In July 2012, the Government of Canada made an important announcement: a $765,000 investment into building a single national livestock traceability system. The new system, called Canadian Agri-Traceability Services (CATS), is part of the larger Canadian Integrated Food Safety Initiative (CIFSI). It is run by Agriculture and Agri-Food Canada, and the mandate is to enable the food industry to manage risk proactively, and effectively respond to demands from governments and buyers for demonstrable assurances on food safety and biosecurity risks.
This investment will help track information, ultimately protecting the bottom line of beef, dairy, bison, sheep and other animal producers. CATS will bring together the combined experience of the Canadian Cattle Identification Agency (CCIA) and Agri-Traçabilité Québec (ATQ) to reduce costs and simplify data reporting.
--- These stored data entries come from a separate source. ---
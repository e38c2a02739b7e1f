//! Event confirmation for surge
//!
//! The backend finishes connection, issuance and proof workflows
//! asynchronously. [`EventPoller`] turns that into a yes/no answer by
//! querying the event-status endpoint under a bounded backoff schedule;
//! [`StreamListener`] is the long-lived streaming alternative.

pub mod parse;
pub mod poller;
pub mod request;
pub mod source;
pub mod stream;

pub use parse::{parse_body, EventBody};
pub use poller::EventPoller;
pub use request::{EventError, PollRequest, Topic};
pub use source::EventSource;
pub use stream::{StreamListener, StreamSettings};
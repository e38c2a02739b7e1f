//! Where event-status answers come from

use crate::request::PollRequest;
use async_trait::async_trait;
use surge_http::{tenant_headers, ApiResponse, CloudApi, HttpResult};

/// One query of the event-status endpoint
#[async_trait]
pub trait EventSource: Send + Sync {
    async fn fetch(&self, request: &PollRequest) -> HttpResult<ApiResponse>;
}

#[async_trait]
impl EventSource for CloudApi {
    async fn fetch(&self, request: &PollRequest) -> HttpResult<ApiResponse> {
        let headers = tenant_headers(&request.access_token)?;
        self.get(&request.path(), &headers, Some(request.request_timeout))
            .await
    }
}
//! Backend operations, one module per API area
//!
//! Lookups that may legitimately find nothing return `Ok(None)`; the
//! caller decides whether that fails the iteration.

pub mod connections;
pub mod definitions;
pub mod issuance;
pub mod revocation;
pub mod tenants;
pub mod trust_registry;
pub mod verification;
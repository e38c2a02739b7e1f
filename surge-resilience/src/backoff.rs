//! Backoff schedules for event polling

use std::time::Duration;

/// Delays used between event-poll attempts
pub const DEFAULT_POLL_DELAYS_MS: [u64; 4] = [500, 1000, 2000, 3000];

/// Delay calculator over an explicit schedule; the last entry repeats
#[derive(Debug, Clone, PartialEq, Eq)]
pub struct BackoffCalculator {
    delays: Vec<Duration>,
}

impl BackoffCalculator {
    /// Calculator over a millisecond schedule
    pub fn schedule(delays_ms: Vec<u64>) -> Self {
        Self {
            delays: delays_ms.into_iter().map(Duration::from_millis).collect(),
        }
    }

    /// Calculate delay for a specific attempt (1-indexed)
    pub fn calculate_delay(&self, attempt: u32) -> Duration {
        let index = (attempt as usize).saturating_sub(1);
        self.delays
            .get(index)
            .or_else(|| self.delays.last())
            .copied()
            .unwrap_or(Duration::ZERO)
    }
}

impl Default for BackoffCalculator {
    fn default() -> Self {
        Self::schedule(DEFAULT_POLL_DELAYS_MS.to_vec())
    }
}
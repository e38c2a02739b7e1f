use crate::client::{tenant_headers, CloudApi};
use crate::errors::HttpResult;
use crate::types::{str_field, CredentialExchange};
use serde_json::{json, Value};
use tracing::warn;

const CREDENTIALS: &str = "tenant/v1/issuer/credentials";

/// Anoncreds attribute values for the test identity
pub fn credential_attributes(date_of_issue: &str) -> Value {
    json!({
        "date_of_birth": "1986-09-29",
        "id_number": "8698989898989",
        "country_of_birth": "South Africa",
        "citizen_status": "Citizen",
        "date_of_issue": date_of_issue,
        "gender": "MALE",
        "surname": "Doe",
        "nationality": "South African",
        "country_of_birth_iso_code": "ZA",
        "names": "John James",
    })
}

impl CloudApi {
    /// Offer a credential over an issuer connection
    pub async fn create_credential(
        &self,
        issuer_token: &str,
        credential_definition_id: &str,
        connection_id: &str,
        date_of_issue: &str,
    ) -> HttpResult<CredentialExchange> {
        let body = json!({
            "type": "anoncreds",
            "anoncreds_credential_detail": {
                "credential_definition_id": credential_definition_id,
                "attributes": credential_attributes(date_of_issue),
            },
            "save_exchange_record": false,
            "connection_id": connection_id,
        });
        self.post_json(CREDENTIALS, &tenant_headers(issuer_token)?, &body, None)
            .await?
            .ensure_success("create credential")?
            .json()
    }

    /// Holder requests the offered credential
    pub async fn accept_credential(
        &self,
        holder_token: &str,
        credential_exchange_id: &str,
    ) -> HttpResult<()> {
        self.post_empty(
            &format!("{}/{}/request", CREDENTIALS, credential_exchange_id),
            &tenant_headers(holder_token)?,
        )
        .await?
        .ensure_success("accept credential")?;
        Ok(())
    }

    /// Holder-side exchange id for the offer on `thread_id`
    pub async fn credential_exchange_id_by_thread(
        &self,
        holder_token: &str,
        thread_id: &str,
    ) -> HttpResult<Option<String>> {
        let records: Value = self
            .get(CREDENTIALS, &tenant_headers(holder_token)?, None)
            .await?
            .ensure_success("list credentials")?
            .json()?;

        let id = records
            .as_array()
            .into_iter()
            .flatten()
            .find(|r| r.get("thread_id").and_then(Value::as_str) == Some(thread_id))
            .and_then(|r| str_field(r, "credential_exchange_id"));

        if id.is_none() {
            warn!("No credential exchange found for thread {}", thread_id);
        }
        Ok(id)
    }
}
//! Serde helpers shared by the configuration domains

use serde::{Deserialize, Deserializer, Serializer};
use std::time::Duration;

/// Durations written as whole seconds; read from seconds or a humantime string
/// such as `"500ms"` or `"2m"`
pub mod serde_duration {
    use super::*;

    #[derive(Deserialize)]
    #[serde(untagged)]
    enum RawDuration {
        Seconds(u64),
        Human(#[serde(with = "humantime_serde")] Duration),
    }

    pub fn serialize<S>(duration: &Duration, serializer: S) -> Result<S::Ok, S::Error>
    where
        S: Serializer,
    {
        serializer.serialize_u64(duration.as_secs())
    }

    pub fn deserialize<'de, D>(deserializer: D) -> Result<Duration, D::Error>
    where
        D: Deserializer<'de>,
    {
        Ok(match RawDuration::deserialize(deserializer)? {
            RawDuration::Seconds(seconds) => Duration::from_secs(seconds),
            RawDuration::Human(duration) => duration,
        })
    }
}

pub fn default_true() -> bool {
    true
}
use crate::client::{tenant_headers, CloudApi};
use crate::errors::HttpResult;
use crate::types::{ProofExchange, ProofRecord};
use serde_json::{json, Value};
use tracing::{debug, warn};

const PROOFS: &str = "tenant/v1/verifier/proofs";

/// Which of the holder's matching credentials to present.
///
/// `First` takes the first credential the backend lists, which is only
/// correct while the holder owns a single matching credential.
#[derive(Debug, Clone, Default, PartialEq, Eq)]
pub enum CredentialSelection {
    #[default]
    First,
    /// Credential whose `date_of_issue` attribute equals this value
    DateOfIssue(String),
}

fn credential_id(entry: &Value) -> Option<String> {
    entry
        .pointer("/cred_info/credential_id")
        .and_then(Value::as_str)
        .map(str::to_string)
}

/// Pick a credential id out of a proof's candidate credentials
pub fn select_credential(candidates: &Value, selection: &CredentialSelection) -> Option<String> {
    let mut entries = candidates.as_array().into_iter().flatten();
    match selection {
        CredentialSelection::First => entries.next().and_then(credential_id),
        CredentialSelection::DateOfIssue(date) => entries
            .find(|entry| {
                entry
                    .pointer("/cred_info/attrs/date_of_issue")
                    .and_then(Value::as_str)
                    == Some(date.as_str())
            })
            .and_then(credential_id),
    }
}

impl CloudApi {
    /// Ask the holder on `connection_id` to prove their id number
    pub async fn send_proof_request(
        &self,
        issuer_token: &str,
        connection_id: &str,
    ) -> HttpResult<ProofExchange> {
        let body = json!({
            "type": "anoncreds",
            "anoncreds_proof_request": {
                "non_revoked": { "to": chrono::Utc::now().timestamp() },
                "requested_attributes": { "get_id_number": { "name": "id_number" } },
                "requested_predicates": {},
            },
            "save_exchange_record": true,
            "comment": "string",
            "connection_id": connection_id,
        });
        self.post_json(
            "tenant/v1/verifier/send-request",
            &tenant_headers(issuer_token)?,
            &body,
            None,
        )
        .await?
        .ensure_success("send proof request")?
        .json()
    }

    /// Proof records on `thread_id` visible to the token's wallet
    pub async fn proofs_by_thread(
        &self,
        token: &str,
        thread_id: &str,
    ) -> HttpResult<Vec<ProofRecord>> {
        self.get_query(PROOFS, &tenant_headers(token)?, &[("thread_id", thread_id)])
            .await?
            .ensure_success("get proofs")?
            .json()
    }

    /// Holder-side proof id for the request on `thread_id`
    pub async fn proof_id_by_thread(
        &self,
        holder_token: &str,
        thread_id: &str,
    ) -> HttpResult<Option<String>> {
        let proofs = self.proofs_by_thread(holder_token, thread_id).await?;
        Ok(proofs
            .into_iter()
            .find(|p| p.thread_id.as_deref() == Some(thread_id))
            .and_then(|p| p.proof_id))
    }

    /// Credential the holder should present for `proof_id`
    pub async fn proof_credential_id(
        &self,
        holder_token: &str,
        proof_id: &str,
        selection: &CredentialSelection,
    ) -> HttpResult<Option<String>> {
        let candidates: Value = self
            .get(
                &format!("{}/{}/credentials", PROOFS, proof_id),
                &tenant_headers(holder_token)?,
                None,
            )
            .await?
            .ensure_success("get proof credentials")?
            .json()?;

        let selected = select_credential(&candidates, selection);
        match (&selected, selection) {
            (Some(_), CredentialSelection::DateOfIssue(date)) => {
                debug!("Found matching credential with date_of_issue: {}", date)
            }
            (None, CredentialSelection::DateOfIssue(date)) => {
                warn!("No credential found with date_of_issue: {}", date)
            }
            (None, CredentialSelection::First) => {
                warn!("No credentials offered for proof {}", proof_id)
            }
            _ => {}
        }
        Ok(selected)
    }

    /// Holder presents `credential_id` for the id-number attribute
    pub async fn accept_proof_request(
        &self,
        holder_token: &str,
        proof_id: &str,
        credential_id: &str,
    ) -> HttpResult<()> {
        let body = json!({
            "type": "anoncreds",
            "proof_id": proof_id,
            "anoncreds_presentation_spec": {
                "requested_attributes": {
                    "get_id_number": { "cred_id": credential_id, "revealed": true },
                },
                "requested_predicates": {},
                "self_attested_attributes": {},
            },
            "diff_presentation_spec": {},
        });
        self.post_json(
            "tenant/v1/verifier/accept-request",
            &tenant_headers(holder_token)?,
            &body,
            None,
        )
        .await?
        .ensure_success("accept proof request")?;
        Ok(())
    }

    /// Verifier-side proof record on `thread_id`
    pub async fn proof(
        &self,
        issuer_token: &str,
        thread_id: &str,
    ) -> HttpResult<Option<ProofRecord>> {
        Ok(self
            .proofs_by_thread(issuer_token, thread_id)
            .await?
            .into_iter()
            .next())
    }
}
The investment of $765,000 is being made through the Government’s Canadian Industry Traceability Infrastructure Program, which supports the development of industry-led systems that collect and verify identification and movement data, and that accelerate and increase industry’s tracking and tracing capacity.
Immediate answers to important questions
Product tracing is the ability to follow the movement of a food through specified stages of production, processing and distribution. It can be limited to critical points along the supply chain (e.g. livestock), or be “full-chain” from farm to fork (e.g. meat and fresh produce). Programs like this are helpful in the event of food safety recalls.
This new program will allow government and industry to better control the economic effect of animal health, plant health, food safety and other emergencies. The overall program goal is to assist the sector to respond to growing consumer demands for improved food safety assurance on-farm and to equip the sector to manage risk proactively.